The great bifurcation
Venture capital is unrecognizable from what it was a decade ago. Two seemingly unrelated innovations obliterated the old regime: Y Combinator's SAFE note in 2013 and SoftBank's Vision Fund in 2017. While the SAFE democratized raising venture capital, making it easier for founders to get funding earlier than ever SoftBank made it so costly to compete at scale that only infinite capital could win.
Everyone got squeezed in the middle of these two invisible macro forces with legacy investors pushed to raise bigger vehicles chasing fewer opportunities.. driving prices to insanity, and most importantly creating a vacuum at the earlier stage where a new wave of managers is writing a new chapter in the history of the asset class.

YC claim to fame
Before 2013, raising your first round was prohibitively expensive. Founders would spend upwards of $50k in legal fees driven by lengthy negotiations over liquidation preferences, board seats, veto rights, and all the trimmings that come with proper governance. Months of runway burnt on paperwork for a company that might not even exist in a few weeks.
Convertible notes existed but came with ways for investors to take control when things went sideways. Worse, they were ontologically wrong. Debt instruments in an equity game? As Carolynn Levy, the SAFE's creator, put it: "Do you want to start your relationship off with your investor arguing whether interest should be 3% or 10%? That is just not good for the ecosystem."
Then in the winter of 2013, YC dropped the SAFE. Five pages. No security. No governance rights. No board seats. No interest rates. No maturity dates. Just "give us money now, we'll figure out what it's worth later."
The SAFE went instantly viral. Anyone could download it from YC's website and use it to raise capital at no cost. It became the standard for seed rounds, making early-stage capital an undifferentiated commodity where speed is the only thing that matters.
Masa's Nuclear Submarine
Four years later, SoftBank launched a $100 billion venture fund. Putting this in perspective: global VC deployment that year was $200 billion. U.S. deployment was $84 billion. Masa rolled up enough capital to match the entire American venture industry and then some.

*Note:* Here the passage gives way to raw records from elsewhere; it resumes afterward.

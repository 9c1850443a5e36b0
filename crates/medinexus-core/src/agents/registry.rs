//! Agent registry - the fixed table of agent personas

use tracing::info;

use super::profile::{AgentId, AgentProfile, ToolKind};

const NAVIGATOR_INSTRUCTION: &str = "\
You are the Hospital System Navigator. Your SOLE purpose is to route user requests to the correct sub-agent.
You NEVER answer the user's specific question directly.

Analyze the user's input and classify it into one of these categories:
- SCHEDULER: For booking, rescheduling, or cancelling appointments, checking doctor availability.
- PATIENT_INFO: For registration, updating personal details, general patient status.
- BILLING: For insurance, invoices, payments, financial aid.
- MEDICAL_RECORDS: For test results, diagnosis, treatment history, requesting medical files.

Return the result in JSON format: { \"targetAgentId\": \"AGENT_ID\", \"reasoning\": \"short explanation\" }.";

const SCHEDULER_INSTRUCTION: &str = "\
You are the Appointment Scheduler Agent.
Your role: Manage scheduling, rescheduling, and cancellation of patient appointments.
Tone: Efficient, polite, and organized.
Capabilities:
- You can find doctor availability (simulate checking a database).
- You can confirm bookings.
- Use Google Search if the user asks for general department contact info or clinic locations.";

const PATIENT_INFO_INSTRUCTION: &str = "\
You are the Patient Information Agent.
Your role: Handle new patient registration, update personal details (address, phone), and general status checks.
Tone: Welcoming, helpful, and clear.
Capabilities:
- Specific patient data lookup (simulate this).
- Generate forms: If a user needs a registration form, generate a Markdown table representing the form structure.";

const BILLING_INSTRUCTION: &str = "\
You are the Billing and Insurance Agent.
Your role: Explain invoices, clarify insurance benefits, and discuss payment options.
Tone: Professional, empathetic, and precise regarding numbers.
Capabilities:
- Explain general insurance terms using Google Search.
- Generate financial summaries in Markdown tables.";

const MEDICAL_RECORDS_INSTRUCTION: &str = "\
You are the Medical Records Agent.
Your role: Retrieve and provide access to patient medical records (tests, diagnosis, history).
Tone: Highly professional, confidential, and secure.
CRITICAL: Emphasize security and privacy in your responses.
Capabilities:
- Present medical data in structured formats (Markdown tables/lists).
- If requested, simulate generating a \"PDF\" or \"DOCX\" by providing a comprehensive text block labeled as such.";

/// Immutable lookup table from [`AgentId`] to [`AgentProfile`].
///
/// Every identifier always has exactly one profile, so [`lookup`](Self::lookup)
/// is total. Build it once at startup and share it behind an `Arc`.
#[derive(Debug, Clone)]
pub struct AgentRegistry {
    navigator: AgentProfile,
    scheduler: AgentProfile,
    patient_info: AgentProfile,
    billing: AgentProfile,
    medical_records: AgentProfile,
}

impl AgentRegistry {
    /// The built-in hospital personas
    pub fn builtin() -> Self {
        let registry = Self {
            navigator: AgentProfile::new(
                AgentId::Navigator,
                "Hospital System Navigator",
                NAVIGATOR_INSTRUCTION,
            )
            .with_role("Central Hub")
            .with_description("Analyzes your request and connects you to the right specialist."),
            scheduler: AgentProfile::new(
                AgentId::Scheduler,
                "Appointment Scheduler",
                SCHEDULER_INSTRUCTION,
            )
            .with_role("Scheduling Specialist")
            .with_description("Manages appointments, doctor availability, and department contacts.")
            .with_tools([ToolKind::WebSearch]),
            patient_info: AgentProfile::new(
                AgentId::PatientInfo,
                "Patient Info Agent",
                PATIENT_INFO_INSTRUCTION,
            )
            .with_role("Registration & Updates")
            .with_description("Handles registration, personal details, and general inquiries.")
            .with_tools([ToolKind::DocumentGeneration, ToolKind::WebSearch]),
            billing: AgentProfile::new(AgentId::Billing, "Billing & Insurance", BILLING_INSTRUCTION)
                .with_role("Financial Specialist")
                .with_description("Clarifies invoices, insurance coverage, and payment options.")
                .with_tools([ToolKind::WebSearch, ToolKind::DocumentGeneration]),
            medical_records: AgentProfile::new(
                AgentId::MedicalRecords,
                "Medical Records",
                MEDICAL_RECORDS_INSTRUCTION,
            )
            .with_role("Records Keeper")
            .with_description("Securely retrieves test results, diagnoses, and history.")
            .with_tools([ToolKind::DocumentGeneration]),
        };
        info!("AgentRegistry: loaded {} built-in agents", AgentId::ALL.len());
        registry
    }

    /// Replace the profile stored under `profile.id`
    pub fn with_profile(mut self, profile: AgentProfile) -> Self {
        info!(
            "AgentRegistry: overriding agent '{}' ({})",
            profile.id, profile.name
        );
        let id = profile.id;
        *self.slot_mut(id) = profile;
        self
    }

    /// Get the profile for an identifier
    pub fn lookup(&self, id: AgentId) -> &AgentProfile {
        match id {
            AgentId::Navigator => &self.navigator,
            AgentId::Scheduler => &self.scheduler,
            AgentId::PatientInfo => &self.patient_info,
            AgentId::Billing => &self.billing,
            AgentId::MedicalRecords => &self.medical_records,
        }
    }

    /// The hub profile
    pub fn hub(&self) -> &AgentProfile {
        self.lookup(AgentId::HUB)
    }

    /// Identifiers the router may choose from
    pub fn specialist_ids(&self) -> &'static [AgentId] {
        &AgentId::SPECIALISTS
    }

    /// All profiles, hub first
    pub fn profiles(&self) -> impl Iterator<Item = &AgentProfile> {
        AgentId::ALL.into_iter().map(|id| self.lookup(id))
    }

    fn slot_mut(&mut self, id: AgentId) -> &mut AgentProfile {
        match id {
            AgentId::Navigator => &mut self.navigator,
            AgentId::Scheduler => &mut self.scheduler,
            AgentId::PatientInfo => &mut self.patient_info,
            AgentId::Billing => &mut self.billing,
            AgentId::MedicalRecords => &mut self.medical_records,
        }
    }
}

impl Default for AgentRegistry {
    fn default() -> Self {
        Self::builtin()
    }
}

This wasn't just bigger checks, but an existential threat for storied venture firms such as Kleiner, Sequoia, Benchmark, and the likes. Every multi-stage fund suddenly faced the same faith: scale up or get priced out. When your competitor can write $100 million checks without blinking an eye, your $10 million lead commitment just won't get attention of the most ambitious founders.
The industry response was swift. Driven in part by the run-up of adoption across SaaS, Fintech and Cloud, fund sizes exploded as everyone raised bigger vehicles to compete for the same later stage deals. Unit economics became optional. Profitability became something you worried about "eventually." The entire startup playbook shifted from "get to liquidity asap" to "as long as you grow fast(est), Masa will fund you."
SoftBank didn't just inflate valuations, they proved private markets could provide infinite capital.
The great bifurcation
These two innovations created the venture landscape we're in today. Investors had to choose a path: go micro (capitalizing on the SAFE note) or go mega (competing at Vision Fund scale).
Multi-billion dollar funds can't return on single-digit billion exits so they stopped showing up early. They wait for breakout signals, write bigger checks into safer bets, and manufacture returns through concentration.
Early stage got commoditized. Every seed fund writes similar checks on the same terms at similar valuations. Differentiation is access, speed, and what happens after the wire. The entire middle collapsed. The old guard can't play small, their economics don't work. Traditional seed funds can't compete with platforms that have infinite capital and zero price sensitivity. What's left is a barbell: mega-funds writing $50M+ checks into growth, and a fragmented network of angels and emerging managers writing true first checks.
That's not a gap. That's the opportunity. The alpha didn't disappear, it migrated. To companies raising $500K on a SAFE before anyone's heard of them. To founders building in stealth for 18 months before they need venture. To managers who move first because they're not dragging a $500M fund behind them. If you're an LP after venture-sized returns, you can't write bigger checks into brand-name funds and hope they time it right. You need to go where platforms can't: emerging managers with sub-$20M funds writing first checks into companies no one else sees yet.